Can you output the records below exactly as they are written?
──────── INFORMATION SUPPLIED
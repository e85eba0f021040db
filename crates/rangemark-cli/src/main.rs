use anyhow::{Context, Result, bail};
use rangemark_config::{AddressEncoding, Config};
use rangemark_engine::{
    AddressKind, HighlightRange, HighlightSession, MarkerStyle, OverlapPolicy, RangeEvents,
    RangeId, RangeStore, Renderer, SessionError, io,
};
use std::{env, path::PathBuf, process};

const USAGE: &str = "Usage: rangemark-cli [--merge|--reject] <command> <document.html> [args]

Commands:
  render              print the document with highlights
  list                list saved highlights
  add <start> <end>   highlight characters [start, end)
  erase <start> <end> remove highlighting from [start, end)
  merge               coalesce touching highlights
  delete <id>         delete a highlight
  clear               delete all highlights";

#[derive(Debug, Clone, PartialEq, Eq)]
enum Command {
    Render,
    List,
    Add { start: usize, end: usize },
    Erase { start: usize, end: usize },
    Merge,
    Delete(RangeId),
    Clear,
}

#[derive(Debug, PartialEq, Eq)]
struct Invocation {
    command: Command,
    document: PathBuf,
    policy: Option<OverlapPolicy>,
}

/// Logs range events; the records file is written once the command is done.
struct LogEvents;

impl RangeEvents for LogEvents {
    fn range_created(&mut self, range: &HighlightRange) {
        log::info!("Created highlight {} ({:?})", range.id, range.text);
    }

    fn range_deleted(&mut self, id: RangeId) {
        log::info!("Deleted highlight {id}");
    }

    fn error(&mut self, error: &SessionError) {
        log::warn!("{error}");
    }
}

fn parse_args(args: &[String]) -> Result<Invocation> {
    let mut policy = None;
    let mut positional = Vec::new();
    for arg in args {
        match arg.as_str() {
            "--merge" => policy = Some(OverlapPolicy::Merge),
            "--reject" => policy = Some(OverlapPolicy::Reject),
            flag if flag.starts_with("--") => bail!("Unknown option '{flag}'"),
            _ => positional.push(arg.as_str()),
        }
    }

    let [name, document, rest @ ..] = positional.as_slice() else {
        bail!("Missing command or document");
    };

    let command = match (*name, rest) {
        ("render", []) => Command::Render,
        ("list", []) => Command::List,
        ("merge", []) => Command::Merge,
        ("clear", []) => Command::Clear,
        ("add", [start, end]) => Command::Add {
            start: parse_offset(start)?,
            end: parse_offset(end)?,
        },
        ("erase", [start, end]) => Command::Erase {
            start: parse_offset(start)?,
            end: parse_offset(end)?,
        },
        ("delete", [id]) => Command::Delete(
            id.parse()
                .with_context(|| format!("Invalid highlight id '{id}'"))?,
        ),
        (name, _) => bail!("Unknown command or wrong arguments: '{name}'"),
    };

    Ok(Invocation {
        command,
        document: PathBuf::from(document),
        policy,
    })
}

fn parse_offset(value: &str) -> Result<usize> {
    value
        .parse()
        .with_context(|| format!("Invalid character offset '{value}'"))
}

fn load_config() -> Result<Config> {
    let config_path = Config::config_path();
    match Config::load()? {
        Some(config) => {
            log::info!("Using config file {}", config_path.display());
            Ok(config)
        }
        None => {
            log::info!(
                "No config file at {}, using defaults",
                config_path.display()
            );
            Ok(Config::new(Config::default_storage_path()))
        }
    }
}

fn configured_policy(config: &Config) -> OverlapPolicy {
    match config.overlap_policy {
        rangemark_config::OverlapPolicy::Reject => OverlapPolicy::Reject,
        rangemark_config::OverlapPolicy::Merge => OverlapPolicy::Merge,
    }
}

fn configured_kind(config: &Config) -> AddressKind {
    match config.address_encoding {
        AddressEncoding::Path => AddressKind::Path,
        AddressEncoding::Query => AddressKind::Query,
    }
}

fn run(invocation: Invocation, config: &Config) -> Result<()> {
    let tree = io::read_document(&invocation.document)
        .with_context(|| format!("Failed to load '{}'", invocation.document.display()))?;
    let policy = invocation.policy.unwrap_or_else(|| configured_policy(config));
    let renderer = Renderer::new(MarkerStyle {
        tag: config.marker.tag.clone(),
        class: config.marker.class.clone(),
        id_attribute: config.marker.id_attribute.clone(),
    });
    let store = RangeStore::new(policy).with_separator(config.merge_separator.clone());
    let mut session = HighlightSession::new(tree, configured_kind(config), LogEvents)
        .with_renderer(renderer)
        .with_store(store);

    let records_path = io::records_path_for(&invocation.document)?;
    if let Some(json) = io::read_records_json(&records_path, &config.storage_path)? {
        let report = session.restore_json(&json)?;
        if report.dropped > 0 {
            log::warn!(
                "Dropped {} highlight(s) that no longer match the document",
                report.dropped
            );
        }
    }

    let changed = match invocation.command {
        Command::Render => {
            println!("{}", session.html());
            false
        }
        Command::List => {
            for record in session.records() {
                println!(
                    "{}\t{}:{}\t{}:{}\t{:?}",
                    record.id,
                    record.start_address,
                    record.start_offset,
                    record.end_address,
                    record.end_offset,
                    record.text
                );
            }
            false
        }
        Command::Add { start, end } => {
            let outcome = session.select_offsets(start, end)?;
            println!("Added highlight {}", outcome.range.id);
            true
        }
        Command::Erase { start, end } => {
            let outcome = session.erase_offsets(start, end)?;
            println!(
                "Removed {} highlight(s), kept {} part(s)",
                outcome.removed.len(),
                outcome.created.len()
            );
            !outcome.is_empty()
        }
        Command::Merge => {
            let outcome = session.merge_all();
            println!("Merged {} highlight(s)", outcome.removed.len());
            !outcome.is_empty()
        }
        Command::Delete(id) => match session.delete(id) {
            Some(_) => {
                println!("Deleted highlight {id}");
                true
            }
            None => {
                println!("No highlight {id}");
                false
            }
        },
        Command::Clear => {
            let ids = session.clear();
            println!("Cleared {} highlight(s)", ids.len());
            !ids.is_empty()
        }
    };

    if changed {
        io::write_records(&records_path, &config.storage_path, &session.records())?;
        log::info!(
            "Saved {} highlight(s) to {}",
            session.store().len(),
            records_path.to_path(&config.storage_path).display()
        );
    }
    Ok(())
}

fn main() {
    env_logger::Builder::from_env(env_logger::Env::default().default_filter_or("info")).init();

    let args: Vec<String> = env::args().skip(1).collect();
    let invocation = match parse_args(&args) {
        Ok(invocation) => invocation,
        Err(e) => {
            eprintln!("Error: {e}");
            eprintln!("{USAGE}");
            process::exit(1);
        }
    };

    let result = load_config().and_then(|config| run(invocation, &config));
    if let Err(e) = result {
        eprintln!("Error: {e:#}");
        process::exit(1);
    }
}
────────────────
- **YOUR SOLUTION**
repository e85eba0f021040db
filename crates/rangemark-cli/src/main.rs
use anyhow::{Context, Result, bail};
use rangemark_config::{AddressEncoding, Config};
use rangemark_engine::{
    AddressKind, HighlightRange, HighlightSession, MarkerStyle, OverlapPolicy, RangeEvents,
    RangeId, RangeStore, Renderer, SessionError, io,
};
use std::{env, path::PathBuf, process};

const USAGE: &str = "Usage: rangemark-cli [--merge|--reject] <command> <document.html> [args]

Commands:
  render              print the document with highlights
  list                list saved highlights
  add <start> <end>   highlight characters [start, end)
  erase <start> <end> remove highlighting from [start, end)
  merge               coalesce touching highlights
  delete <id>         delete a highlight
  clear               delete all highlights";

#[derive(Debug, Clone, PartialEq, Eq)]
enum Command {
    Render,
    List,
    Add { start: usize, end: usize },
    Erase { start: usize, end: usize },
    Merge,
    Delete(RangeId),
    Clear,
}

#[derive(Debug, PartialEq, Eq)]
struct Invocation {
    command: Command,
    document: PathBuf,
    policy: Option<OverlapPolicy>,
}

/// Logs range events; the records file is written once the command is done.
struct LogEvents;

impl RangeEvents for LogEvents {
    fn range_created(&mut self, range: &HighlightRange) {
        log::info!("Created highlight {} ({:?})", range.id, range.text);
    }

    fn range_deleted(&mut self, id: RangeId) {
        log::info!("Deleted highlight {id}");
    }

    fn error(&mut self, error: &SessionError) {
        log::warn!("{error}");
    }
}

fn parse_args(args: &[String]) -> Result<Invocation> {
    let mut policy = None;
    let mut positional = Vec::new();
    for arg in args {
        match arg.as_str() {
            "--merge" => policy = Some(OverlapPolicy::Merge),
            "--reject" => policy = Some(OverlapPolicy::Reject),
            flag if flag.starts_with("--") => bail!("Unknown option '{flag}'"),
            _ => positional.push(arg.as_str()),
        }
    }

    let [name, document, rest @ ..] = positional.as_slice() else {
        bail!("Missing command or document");
    };

    let command = match (*name, rest) {
        ("render", []) => Command::Render,
        ("list", []) => Command::List,
        ("merge", []) => Command::Merge,
        ("clear", []) => Command::Clear,
        ("add", [start, end]) => Command::Add {
            start: parse_offset(start)?,
            end: parse_offset(end)?,
        },
        ("erase", [start, end]) => Command::Erase {
            start: parse_offset(start)?,
            end: parse_offset(end)?,
        },
        ("delete", [id]) => Command::Delete(
            id.parse()
                .with_context(|| format!("Invalid highlight id '{id}'"))?,
        ),
        (name, _) => bail!("Unknown command or wrong arguments: '{name}'"),
    };

    Ok(Invocation {
        command,
        document: PathBuf::from(document),
        policy,
    })
}

fn parse_offset(value: &str) -> Result<usize> {
    value
        .parse()
        .with_context(|| format!("Invalid character offset '{value}'"))
}

fn load_config() -> Result<Config> {
    let config_path = Config::config_path();
    match Config::load()? {
        Some(config) => {
            log::info!("Using config file {}", config_path.display());
            Ok(config)
        }
        None => {
            log::info!(
                "No config file at {}, using defaults",
                config_path.display()
            );
            Ok(Config::new(Config::default_storage_path()))
        }
    }
}

fn configured_policy(config: &Config) -> OverlapPolicy {
    match config.overlap_policy {
        rangemark_config::OverlapPolicy::Reject => OverlapPolicy::Reject,
        rangemark_config::OverlapPolicy::Merge => OverlapPolicy::Merge,
    }
}

fn configured_kind(config: &Config) -> AddressKind {
    match config.address_encoding {
        AddressEncoding::Path => AddressKind::Path,
        AddressEncoding::Query => AddressKind::Query,
    }
}

fn run(invocation: Invocation, config: &Config) -> Result<()> {
    let tree = io::read_document(&invocation.document)
        .with_context(|| format!("Failed to load '{}'", invocation.document.display()))?;
    let policy = invocation.policy.unwrap_or_else(|| configured_policy(config));
    let renderer = Renderer::new(MarkerStyle {
        tag: config.marker.tag.clone(),
        class: config.marker.class.clone(),
        id_attribute: config.marker.id_attribute.clone(),
    });
    let store = RangeStore::new(policy).with_separator(config.merge_separator.clone());
    let mut session = HighlightSession::new(tree, configured_kind(config), LogEvents)
        .with_renderer(renderer)
        .with_store(store);

    let records_path = io::records_path_for(&invocation.document)?;
    if let Some(json) = io::read_records_json(&records_path, &config.storage_path)? {
        let report = session.restore_json(&json)?;
        if report.dropped > 0 {
            log::warn!(
                "Dropped {} highlight(s) that no longer match the document",
                report.dropped
            );
        }
    }

    let changed = match invocation.command {
        Command::Render => {
            println!("{}", session.html());
            false
        }
        Command::List => {
            for record in session.records() {
                println!(
                    "{}\t{}:{}\t{}:{}\t{:?}",
                    record.id,
                    record.start_address,
                    record.start_offset,
                    record.end_address,
                    record.end_offset,
                    record.text
                );
            }
            false
        }
        Command::Add { start, end } => {
            let outcome = session.select_offsets(start, end)?;
            println!("Added highlight {}", outcome.range.id);
            true
        }
        Command::Erase { start, end } => {
            let outcome = session.erase_offsets(start, end)?;
            println!(
                "Removed {} highlight(s), kept {} part(s)",
                outcome.removed.len(),
                outcome.created.len()
            );
            !outcome.is_empty()
        }
        Command::Merge => {
            let outcome = session.merge_all();
            println!("Merged {} highlight(s)", outcome.removed.len());
            !outcome.is_empty()
        }
        Command::Delete(id) => match session.delete(id) {
            Some(_) => {
                println!("Deleted highlight {id}");
                true
            }
            None => {
                println!("No highlight {id}");
                false
            }
        },
        Command::Clear => {
            let ids = session.clear();
            println!("Cleared {} highlight(s)", ids.len());
            !ids.is_empty()
        }
    };

    if changed {
        io::write_records(&records_path, &config.storage_path, &session.records())?;
        log::info!(
            "Saved {} highlight(s) to {}",
            session.store().len(),
            records_path.to_path(&config.storage_path).display()
        );
    }
    Ok(())
}

fn main() {
    env_logger::Builder::from_env(env_logger::Env::default().default_filter_or("info")).init();

    let args: Vec<String> = env::args().skip(1).collect();
    let invocation = match parse_args(&args) {
        Ok(invocation) => invocation,
        Err(e) => {
            eprintln!("Error: {e}");
            eprintln!("{USAGE}");
            process::exit(1);
        }
    };

    let result = load_config().and_then(|config| run(invocation, &config));
    if let Err(e) = result {
        eprintln!("Error: {e:#}");
        process::exit(1);
    }
}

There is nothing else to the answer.